Like all parrots they are capable of applying great pressure with their bills

They have a curious, inquisitive and playful nature

The yellow-shouldered Amazon, also known as the yellow-shouldered parrot, is a native of northern Venezuela. They live in pairs and when not breeding become highly sociable and will form flocks of up to 100 birds. They roost communally in tall trees or on rock outcroppings.

Distribution is restricted to a small coastal area in Venezuela and the islands of Blanquilla, Margarita and Bonaire where they usually inhabit dry areas with cacti and thorny bush and trees. They feed on the fruits of several trees and bushes, seeds, nectar rich blossoms, cactus tops, and cactus fruit, and sometimes take crops, such as avocado, mango and maize.

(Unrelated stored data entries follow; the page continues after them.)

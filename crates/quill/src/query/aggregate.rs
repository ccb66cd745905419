use super::{list_arg, QueryBuilder};

use quill_core::{
    bail, err,
    schema::{FieldDef, ModelDef},
    stmt::{Expr, OrderByExpr, Select, SelectItem, TableRef},
    Result, Value,
};

#[derive(Debug, Clone, Copy, PartialEq, Eq)]
pub(crate) enum AggregateKind {
    Count,
    Avg,
    Sum,
    Min,
    Max,
}

/// A column of an aggregate or group-by result.
#[derive(Debug, Clone)]
pub(crate) enum OutputColumn<'a> {
    /// A `by` field of a group
    Group(&'a FieldDef),

    /// `field: None` is `_count._all`
    Aggregate {
        kind: AggregateKind,
        field: Option<&'a FieldDef>,
    },
}

/// Maps result columns, by alias, to what they hold.
#[derive(Debug, Clone, Default)]
pub(crate) struct AggregatePlan<'a> {
    pub(crate) columns: Vec<(String, OutputColumn<'a>)>,

    /// Rows come back in reverse (negative `take`)
    pub(crate) reverse: bool,
}

impl AggregateKind {
    const ALL: [AggregateKind; 5] = [
        AggregateKind::Count,
        AggregateKind::Avg,
        AggregateKind::Sum,
        AggregateKind::Min,
        AggregateKind::Max,
    ];

    pub(crate) fn key(self) -> &'static str {
        match self {
            AggregateKind::Count => "_count",
            AggregateKind::Avg => "_avg",
            AggregateKind::Sum => "_sum",
            AggregateKind::Min => "_min",
            AggregateKind::Max => "_max",
        }
    }

    fn func(self) -> &'static str {
        match self {
            AggregateKind::Count => "COUNT",
            AggregateKind::Avg => "AVG",
            AggregateKind::Sum => "SUM",
            AggregateKind::Min => "MIN",
            AggregateKind::Max => "MAX",
        }
    }
}

fn column_alias(kind: AggregateKind, field: Option<&FieldDef>) -> String {
    format!("{}.{}", kind.key(), field.map_or("_all", |field| &field.name))
}

impl<'a> QueryBuilder<'a> {
    /// Compiles `aggregate`: the aggregates run over a subquery holding the
    /// filtered and paginated rows.
    pub(crate) fn aggregate(&self, model: &'a ModelDef, args: &Value) -> Result<(Select, AggregatePlan<'a>)> {
        let requested = self.requested_aggregates(model, args)?;
        self.aggregate_over(model, args, requested)
    }

    /// Compiles `count`. Without `select` the count of rows is returned as
    /// `_count._all`; with it, one non-null count per selected field.
    pub(crate) fn count(&self, model: &'a ModelDef, args: &Value) -> Result<(Select, AggregatePlan<'a>)> {
        let requested = match args.get("select").and_then(Value::as_object) {
            None => vec![(AggregateKind::Count, None)],
            Some(fields) => fields
                .iter()
                .filter(|(_, flag)| flag.is_truthy())
                .map(|(name, _)| match name.as_str() {
                    "_all" => Ok((AggregateKind::Count, None)),
                    name => Ok((AggregateKind::Count, Some(model.get_field(name)?))),
                })
                .collect::<Result<Vec<_>>>()?,
        };
        self.aggregate_over(model, args, requested)
    }

    fn aggregate_over(
        &self,
        model: &'a ModelDef,
        args: &Value,
        requested: Vec<(AggregateKind, Option<&'a FieldDef>)>,
    ) -> Result<(Select, AggregatePlan<'a>)> {
        let (mut inner, target) = self.from_model(model, model.name.clone(), &[]);
        if let Some(filter) = args.get("where") {
            inner.and_filter(self.filter(&target, filter)?);
        }
        self.paginate(&mut inner, &target, args, false)?;

        let mut projected: Vec<&'a FieldDef> = vec![];
        for field in requested.iter().filter_map(|(_, field)| *field) {
            if !projected.iter().any(|p| p.name == field.name) {
                projected.push(field);
            }
        }

        inner.items = if projected.is_empty() {
            vec![SelectItem::expr(Expr::value(1))]
        } else {
            projected
                .iter()
                .map(|field| Ok(SelectItem::aliased(self.field_expr(&target, field)?, &field.name)))
                .collect::<Result<Vec<_>>>()?
        };

        let sub = self.next_alias();
        let mut outer = Select::from(TableRef::derived(inner, sub.clone()));
        let mut plan = AggregatePlan::default();

        for (kind, field) in requested {
            let expr = match field {
                None => Expr::count_star(),
                Some(field) => Expr::func(kind.func(), vec![Expr::column(&sub, &field.name)]),
            };
            let alias = column_alias(kind, field);
            outer.items.push(SelectItem::aliased(expr, &alias));
            plan.columns.push((alias, OutputColumn::Aggregate { kind, field }));
        }

        Ok((outer, plan))
    }

    /// Compiles `groupBy`.
    pub(crate) fn group_by(&self, model: &'a ModelDef, args: &Value) -> Result<(Select, AggregatePlan<'a>)> {
        let (mut select, target) = self.from_model(model, model.name.clone(), &[]);
        if let Some(filter) = args.get("where") {
            select.and_filter(self.filter(&target, filter)?);
        }

        let by = args.get("by").ok_or_else(|| err!("`groupBy` requires `by`"))?;
        let mut plan = AggregatePlan::default();

        for name in list_arg(by) {
            let name = name.as_str().ok_or_else(|| err!("`by` takes field names"))?;
            let field = target.field(name)?;
            let expr = self.field_expr(&target, field)?;

            select.group_by.push(expr.clone());
            select.items.push(SelectItem::aliased(expr, &field.name));
            plan.columns.push((field.name.clone(), OutputColumn::Group(field)));
        }

        for (kind, field) in self.requested_aggregates(model, args)? {
            let expr = match field {
                None => Expr::count_star(),
                Some(field) => Expr::func(kind.func(), vec![self.field_expr(&target, field)?]),
            };
            let alias = column_alias(kind, field);
            select.items.push(SelectItem::aliased(expr, &alias));
            plan.columns.push((alias, OutputColumn::Aggregate { kind, field }));
        }

        if let Some(having) = args.get("having") {
            let having = self.filter(&target, having)?;
            select.having = (!having.is_true()).then_some(having);
        }

        let mut keys = match args.get("orderBy") {
            Some(order) if !order.is_null() => self.order_by(&mut select, &target, order)?,
            _ => vec![],
        };

        let take = args.get("take").and_then(Value::as_i64);
        plan.reverse = take.is_some_and(|take| take < 0);
        if plan.reverse {
            keys = keys.into_iter().map(OrderByExpr::reverse).collect();
        }
        select.order_by = keys;

        if let Some(skip) = args.get("skip").and_then(Value::as_i64).filter(|skip| *skip > 0) {
            select.offset = Some(skip as u64);
        }
        if let Some(take) = take {
            select.limit = Some(take.unsigned_abs());
        }

        Ok((select, plan))
    }

    /// The `_count`, `_avg`, `_sum`, `_min` and `_max` selections of `args`.
    fn requested_aggregates(
        &self,
        model: &'a ModelDef,
        args: &Value,
    ) -> Result<Vec<(AggregateKind, Option<&'a FieldDef>)>> {
        let mut requested = vec![];

        for kind in AggregateKind::ALL {
            match args.get(kind.key()) {
                None | Some(Value::Null) | Some(Value::Bool(false)) => {}
                Some(Value::Bool(true)) if kind == AggregateKind::Count => {
                    requested.push((kind, None));
                }
                Some(Value::Object(fields)) => {
                    for (name, flag) in fields {
                        if !flag.is_truthy() {
                            continue;
                        }
                        if name == "_all" && kind == AggregateKind::Count {
                            requested.push((kind, None));
                        } else {
                            requested.push((kind, Some(model.get_field(name)?)));
                        }
                    }
                }
                Some(other) => bail!("invalid `{}` selection of type {}", kind.key(), other.type_name()),
            }
        }

        Ok(requested)
    }
}

#[cfg(test)]
mod tests {
    use super::*;
    use crate::{
        dialect::Sqlite,
        query::tests::{blog, sql},
        Options,
    };

    use serde_json::json;

    #[test]
    fn aggregates_run_over_the_paginated_rows() {
        let schema = blog();
        let options = Options::default();
        let builder = QueryBuilder::new(&schema, &Sqlite, &options);
        let post = schema.get_model("Post").unwrap();

        let args = Value::from(json!({ "_count": true, "_sum": { "views": true }, "take": 10 }));
        let (select, plan) = builder.aggregate(post, &args).unwrap();
        assert_eq!(
            sql(select),
            concat!(
                r#"SELECT COUNT(*) AS "_count._all", SUM("$t1"."views") AS "_sum.views" "#,
                r#"FROM (SELECT "Post"."views" AS "views" FROM "Post" LIMIT 10) AS "$t1""#
            )
        );
        let aliases: Vec<_> = plan.columns.iter().map(|(alias, _)| alias.as_str()).collect();
        assert_eq!(aliases, ["_count._all", "_sum.views"]);
    }

    #[test]
    fn count_without_select_counts_rows() {
        let schema = blog();
        let options = Options::default();
        let builder = QueryBuilder::new(&schema, &Sqlite, &options);
        let post = schema.get_model("Post").unwrap();

        let (select, _) = builder.count(post, &Value::from(json!({ "where": { "views": 0 } }))).unwrap();
        assert_eq!(
            sql(select),
            r#"SELECT COUNT(*) AS "_count._all" FROM (SELECT ?1 FROM "Post" WHERE "Post"."views" = ?2) AS "$t1""#
        );
    }

    #[test]
    fn group_by_with_having_and_order() {
        let schema = blog();
        let options = Options::default();
        let builder = QueryBuilder::new(&schema, &Sqlite, &options);
        let post = schema.get_model("Post").unwrap();

        let args = Value::from(json!({
            "by": ["authorId"],
            "_count": { "_all": true },
            "having": { "views": { "_avg": { "gt": 5 } } },
            "orderBy": { "authorId": "asc" },
        }));
        let (select, plan) = builder.group_by(post, &args).unwrap();
        assert_eq!(
            sql(select),
            concat!(
                r#"SELECT "Post"."authorId" AS "authorId", COUNT(*) AS "_count._all" FROM "Post" "#,
                r#"GROUP BY "Post"."authorId" HAVING AVG("Post"."views") > ?1 ORDER BY "Post"."authorId" ASC"#
            )
        );
        assert!(!plan.reverse);
    }
}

During the breeding season (March and August), the birds form pairs which build nests in hollow trees or tree cavities. The female will lay 1-4 eggs which are incubated for around 26 days. The young chicks fledge about nine weeks after hatching. Most parrots are monogamous and so it is likely that they will mate with its partner for life. Pairs remain together constantly and reinforce the pair bond by feeding and preening together.

The yellow-shouldered Amazon is regularly exploited for the trade in exotic birds and nestlings are frequently taken by collectors.